[Stored items]
==*==

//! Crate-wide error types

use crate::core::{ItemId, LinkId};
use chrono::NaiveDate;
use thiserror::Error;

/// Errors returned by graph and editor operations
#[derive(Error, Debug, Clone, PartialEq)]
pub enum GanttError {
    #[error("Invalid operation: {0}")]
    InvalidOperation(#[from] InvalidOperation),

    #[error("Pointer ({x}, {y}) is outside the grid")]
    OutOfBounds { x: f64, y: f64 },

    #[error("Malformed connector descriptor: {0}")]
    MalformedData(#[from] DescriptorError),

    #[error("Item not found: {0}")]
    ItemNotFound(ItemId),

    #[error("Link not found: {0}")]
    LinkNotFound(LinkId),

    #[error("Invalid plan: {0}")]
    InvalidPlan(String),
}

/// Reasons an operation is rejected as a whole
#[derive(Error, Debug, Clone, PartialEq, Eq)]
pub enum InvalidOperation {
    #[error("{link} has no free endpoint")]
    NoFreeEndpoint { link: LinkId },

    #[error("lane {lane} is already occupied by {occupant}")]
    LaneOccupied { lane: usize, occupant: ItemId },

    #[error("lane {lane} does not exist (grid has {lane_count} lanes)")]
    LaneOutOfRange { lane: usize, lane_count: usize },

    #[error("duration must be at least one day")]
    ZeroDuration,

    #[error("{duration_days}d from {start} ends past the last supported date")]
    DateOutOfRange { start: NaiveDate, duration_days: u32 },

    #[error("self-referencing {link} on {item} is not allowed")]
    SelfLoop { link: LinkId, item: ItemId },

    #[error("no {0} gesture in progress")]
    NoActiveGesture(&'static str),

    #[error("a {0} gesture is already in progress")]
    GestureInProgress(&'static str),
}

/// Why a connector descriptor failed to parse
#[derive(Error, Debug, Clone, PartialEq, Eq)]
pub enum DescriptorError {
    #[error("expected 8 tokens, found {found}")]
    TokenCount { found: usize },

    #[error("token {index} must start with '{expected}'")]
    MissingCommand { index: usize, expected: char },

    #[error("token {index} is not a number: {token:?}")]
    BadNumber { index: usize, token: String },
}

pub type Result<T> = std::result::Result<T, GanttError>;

==*==

Task directions
Write out every entry again, exactly as it appears.

Output of the task
//! Crate-wide error types

use crate::core::{ItemId, LinkId};
use chrono::NaiveDate;
use thiserror::Error;

/// Errors returned by graph and editor operations
#[derive(Error, Debug, Clone, PartialEq)]
pub enum GanttError {
    #[error("Invalid operation: {0}")]
    InvalidOperation(#[from] InvalidOperation),

    #[error("Pointer ({x}, {y}) is outside the grid")]
    OutOfBounds { x: f64, y: f64 },

    #[error("Malformed connector descriptor: {0}")]
    MalformedData(#[from] DescriptorError),

    #[error("Item not found: {0}")]
    ItemNotFound(ItemId),

    #[error("Link not found: {0}")]
    LinkNotFound(LinkId),

    #[error("Invalid plan: {0}")]
    InvalidPlan(String),
}

/// Reasons an operation is rejected as a whole
#[derive(Error, Debug, Clone, PartialEq, Eq)]
pub enum InvalidOperation {
    #[error("{link} has no free endpoint")]
    NoFreeEndpoint { link: LinkId },

    #[error("lane {lane} is already occupied by {occupant}")]
    LaneOccupied { lane: usize, occupant: ItemId },

    #[error("lane {lane} does not exist (grid has {lane_count} lanes)")]
    LaneOutOfRange { lane: usize, lane_count: usize },

    #[error("duration must be at least one day")]
    ZeroDuration,

    #[error("{duration_days}d from {start} ends past the last supported date")]
    DateOutOfRange { start: NaiveDate, duration_days: u32 },

    #[error("self-referencing {link} on {item} is not allowed")]
    SelfLoop { link: LinkId, item: ItemId },

    #[error("no {0} gesture in progress")]
    NoActiveGesture(&'static str),

    #[error("a {0} gesture is already in progress")]
    GestureInProgress(&'static str),
}

/// Why a connector descriptor failed to parse
#[derive(Error, Debug, Clone, PartialEq, Eq)]
pub enum DescriptorError {
    #[error("expected 8 tokens, found {found}")]
    TokenCount { found: usize },

    #[error("token {index} must start with '{expected}'")]
    MissingCommand { index: usize, expected: char },

    #[error("token {index} is not a number: {token:?}")]
    BadNumber { index: usize, token: String },
}

pub type Result<T> = std::result::Result<T, GanttError>;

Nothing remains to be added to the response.